[Dataset entries]

_ _ _ _

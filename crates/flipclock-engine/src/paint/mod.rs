//! Paint model shared between the widget layer and renderers.
//!
//! Scope: color representation only (linear premultiplied alpha). The flip
//! clock paints solid fills exclusively, so there is no paint-source enum;
//! geometry types remain in `coords`.

mod color;

pub use color::Color;
use flipclock_engine::coords::{Rect, Vec2};
use flipclock_engine::time::FrameTime;

use crate::constraints::{Constraints, LayoutCtx};
use crate::painter::Painter;

// ── Widget trait ──────────────────────────────────────────────────────────

/// The core trait every clock-face component implements.
///
/// The clock has no input events; instead widgets get a per-frame `update`
/// hook so animation state (flip progress, pending ticks) advances on the
/// thread that owns the view state.
///
/// ```rust,ignore
/// use flipclock_ui::prelude::*;
///
/// pub struct Dot { color: Color, radius: f32 }
///
/// impl Widget for Dot {
///     fn measure(&self, _constraints: Constraints, _ctx: &LayoutCtx) -> Vec2 {
///         Vec2::new(self.radius * 2.0, self.radius * 2.0)
///     }
///     fn paint(&self, painter: &mut Painter, rect: Rect) {
///         painter.fill_circle(rect.center(), self.radius, self.color);
///     }
/// }
/// ```
pub trait Widget: 'static {
    /// Compute the size this widget wants given the available space.
    ///
    /// Must be deterministic — calling `measure` twice with the same arguments
    /// must return the same result. The parent may call `measure` multiple times.
    fn measure(&self, constraints: Constraints, ctx: &LayoutCtx) -> Vec2;

    /// Advance time-driven state by one frame.
    ///
    /// The default implementation does nothing, so purely static widgets
    /// only implement `measure` and `paint`.
    fn update(&mut self, _ft: FrameTime) {}

    /// Draw this widget into `painter` within the bounds of `rect`.
    ///
    /// `rect` is the space allocated by the parent — the widget draws inside it.
    /// Children are painted by calling their own `paint` recursively.
    fn paint(&self, painter: &mut Painter, rect: Rect);
}

// ── Element ───────────────────────────────────────────────────────────────

/// A type-erased widget — the universal child type for container widgets.
///
/// Any `Widget` converts to `Element` via `From` / `Into`.
pub struct Element(Box<dyn Widget>);

impl Element {
    pub fn new<W: Widget>(w: W) -> Self {
        Self(Box::new(w))
    }

    #[inline]
    pub fn measure(&self, constraints: Constraints, ctx: &LayoutCtx) -> Vec2 {
        self.0.measure(constraints, ctx)
    }

    #[inline]
    pub fn update(&mut self, ft: FrameTime) {
        self.0.update(ft)
    }

    #[inline]
    pub fn paint(&self, painter: &mut Painter, rect: Rect) {
        self.0.paint(painter, rect)
    }
}

impl<W: Widget> From<W> for Element {
    fn from(w: W) -> Self {
        Self::new(w)
    }
}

_ _ _ _

Your answer must be the records above, repeated exactly.

filename crates/flipclock-engine/src/paint/mod.rs
//! Paint model shared between the widget layer and renderers.
//!
//! Scope: color representation only (linear premultiplied alpha). The flip
//! clock paints solid fills exclusively, so there is no paint-source enum;
//! geometry types remain in `coords`.

mod color;

pub use color::Color;
use flipclock_engine::coords::{Rect, Vec2};
use flipclock_engine::time::FrameTime;

use crate::constraints::{Constraints, LayoutCtx};
use crate::painter::Painter;

// ── Widget trait ──────────────────────────────────────────────────────────

/// The core trait every clock-face component implements.
///
/// The clock has no input events; instead widgets get a per-frame `update`
/// hook so animation state (flip progress, pending ticks) advances on the
/// thread that owns the view state.
///
/// ```rust,ignore
/// use flipclock_ui::prelude::*;
///
/// pub struct Dot { color: Color, radius: f32 }
///
/// impl Widget for Dot {
///     fn measure(&self, _constraints: Constraints, _ctx: &LayoutCtx) -> Vec2 {
///         Vec2::new(self.radius * 2.0, self.radius * 2.0)
///     }
///     fn paint(&self, painter: &mut Painter, rect: Rect) {
///         painter.fill_circle(rect.center(), self.radius, self.color);
///     }
/// }
/// ```
pub trait Widget: 'static {
    /// Compute the size this widget wants given the available space.
    ///
    /// Must be deterministic — calling `measure` twice with the same arguments
    /// must return the same result. The parent may call `measure` multiple times.
    fn measure(&self, constraints: Constraints, ctx: &LayoutCtx) -> Vec2;

    /// Advance time-driven state by one frame.
    ///
    /// The default implementation does nothing, so purely static widgets
    /// only implement `measure` and `paint`.
    fn update(&mut self, _ft: FrameTime) {}

    /// Draw this widget into `painter` within the bounds of `rect`.
    ///
    /// `rect` is the space allocated by the parent — the widget draws inside it.
    /// Children are painted by calling their own `paint` recursively.
    fn paint(&self, painter: &mut Painter, rect: Rect);
}

// ── Element ───────────────────────────────────────────────────────────────

/// A type-erased widget — the universal child type for container widgets.
///
/// Any `Widget` converts to `Element` via `From` / `Into`.
pub struct Element(Box<dyn Widget>);

impl Element {
    pub fn new<W: Widget>(w: W) -> Self {
        Self(Box::new(w))
    }

    #[inline]
    pub fn measure(&self, constraints: Constraints, ctx: &LayoutCtx) -> Vec2 {
        self.0.measure(constraints, ctx)
    }

    #[inline]
    pub fn update(&mut self, ft: FrameTime) {
        self.0.update(ft)
    }

    #[inline]
    pub fn paint(&self, painter: &mut Painter, rect: Rect) {
        self.0.paint(painter, rect)
    }
}

impl<W: Widget> From<W> for Element {
    fn from(w: W) -> Self {
        Self::new(w)
    }
}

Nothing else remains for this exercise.